Task brief: Return the records exactly, with nothing added.

Given records:
· · ·
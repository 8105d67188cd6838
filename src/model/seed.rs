//! Sample records used to seed the in-memory store and the `seed` command.

use url::Url;
use uuid::Uuid;

use super::WaterSource;
use crate::geo::Location;

pub const WATERSOURCE_A: Uuid = Uuid::from_u128(0x6f1c_2a44_0b8e_4d2a_9c31_5e7a_0d11_aa01);
pub const WATERSOURCE_B: Uuid = Uuid::from_u128(0x6f1c_2a44_0b8e_4d2a_9c31_5e7a_0d11_bb02);
pub const WATERSOURCE_C: Uuid = Uuid::from_u128(0x6f1c_2a44_0b8e_4d2a_9c31_5e7a_0d11_cc03);

const SEED: [(Uuid, &str, &str, f64, f64, f64, f64, f64); 3] = [
    (
        WATERSOURCE_A,
        "Watersource A",
        "https://www.totalsoftwater.com/wp-content/uploads/2017/08/wells-2212974_1280-180x180.jpg",
        34.218,
        -77.946,
        100.0,
        54.0,
        0.0,
    ),
    (
        WATERSOURCE_B,
        "Watersource B",
        "https://thumbs.dreamstime.com/t/old-water-well-pulley-bucket-49458732.jpg",
        33.412,
        -78.603,
        0.0,
        0.0,
        0.0,
    ),
    (
        WATERSOURCE_C,
        "Watersource C",
        "https://thumbs.dreamstime.com/t/draw-water-well-various-objects-spring-season-best-wonderful-period-81954677.jpg",
        31.874,
        -76.391,
        0.0,
        0.0,
        0.0,
    ),
];

/// The three demo water sources.
///
/// Entries whose image URL fails to parse are skipped.
pub fn sample_watersources() -> Vec<WaterSource> {
    SEED.iter()
        .filter_map(
            |&(id, title, image, latitude, longitude, boiled, disinfected, filtered)| {
                let image_url = Url::parse(image).ok()?;
                Some(WaterSource {
                    id,
                    title: title.to_string(),
                    image_url,
                    location: Location::new(latitude, longitude),
                    percent_boiled: boiled,
                    percent_disinfected: disinfected,
                    percent_filtered: filtered,
                })
            },
        )
        .collect()
}

#[cfg(test)]
mod tests {
    use super::*;
    use crate::geo::Region;

    #[test]
    fn seeds_three_unique_records() {
        let records = sample_watersources();
        assert_eq!(records.len(), 3);
        assert_eq!(records[0].id, WATERSOURCE_A);
        assert_ne!(records[1].id, records[2].id);
    }

    #[test]
    fn seed_locations_fall_inside_initial_region() {
        for record in sample_watersources() {
            assert!(Region::WILMINGTON.contains(record.location), "{}", record.title);
        }
    }

    #[test]
    fn only_first_record_has_progress() {
        let records = sample_watersources();
        assert_eq!(records[0].percent_disinfected, 54.0);
        assert!(records.iter().all(|r| !r.is_complete()));
    }
}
· · ·
Result of this task:
repository 8105d67188cd6838
filename src/model/seed.rs
//! Sample records used to seed the in-memory store and the `seed` command.

use url::Url;
use uuid::Uuid;

use super::WaterSource;
use crate::geo::Location;

pub const WATERSOURCE_A: Uuid = Uuid::from_u128(0x6f1c_2a44_0b8e_4d2a_9c31_5e7a_0d11_aa01);
pub const WATERSOURCE_B: Uuid = Uuid::from_u128(0x6f1c_2a44_0b8e_4d2a_9c31_5e7a_0d11_bb02);
pub const WATERSOURCE_C: Uuid = Uuid::from_u128(0x6f1c_2a44_0b8e_4d2a_9c31_5e7a_0d11_cc03);

const SEED: [(Uuid, &str, &str, f64, f64, f64, f64, f64); 3] = [
    (
        WATERSOURCE_A,
        "Watersource A",
        "https://www.totalsoftwater.com/wp-content/uploads/2017/08/wells-2212974_1280-180x180.jpg",
        34.218,
        -77.946,
        100.0,
        54.0,
        0.0,
    ),
    (
        WATERSOURCE_B,
        "Watersource B",
        "https://thumbs.dreamstime.com/t/old-water-well-pulley-bucket-49458732.jpg",
        33.412,
        -78.603,
        0.0,
        0.0,
        0.0,
    ),
    (
        WATERSOURCE_C,
        "Watersource C",
        "https://thumbs.dreamstime.com/t/draw-water-well-various-objects-spring-season-best-wonderful-period-81954677.jpg",
        31.874,
        -76.391,
        0.0,
        0.0,
        0.0,
    ),
];

/// The three demo water sources.
///
/// Entries whose image URL fails to parse are skipped.
pub fn sample_watersources() -> Vec<WaterSource> {
    SEED.iter()
        .filter_map(
            |&(id, title, image, latitude, longitude, boiled, disinfected, filtered)| {
                let image_url = Url::parse(image).ok()?;
                Some(WaterSource {
                    id,
                    title: title.to_string(),
                    image_url,
                    location: Location::new(latitude, longitude),
                    percent_boiled: boiled,
                    percent_disinfected: disinfected,
                    percent_filtered: filtered,
                })
            },
        )
        .collect()
}

#[cfg(test)]
mod tests {
    use super::*;
    use crate::geo::Region;

    #[test]
    fn seeds_three_unique_records() {
        let records = sample_watersources();
        assert_eq!(records.len(), 3);
        assert_eq!(records[0].id, WATERSOURCE_A);
        assert_ne!(records[1].id, records[2].id);
    }

    #[test]
    fn seed_locations_fall_inside_initial_region() {
        for record in sample_watersources() {
            assert!(Region::WILMINGTON.contains(record.location), "{}", record.title);
        }
    }

    #[test]
    fn only_first_record_has_progress() {
        let records = sample_watersources();
        assert_eq!(records[0].percent_disinfected, 54.0);
        assert!(records.iter().all(|r| !r.is_complete()));
    }
}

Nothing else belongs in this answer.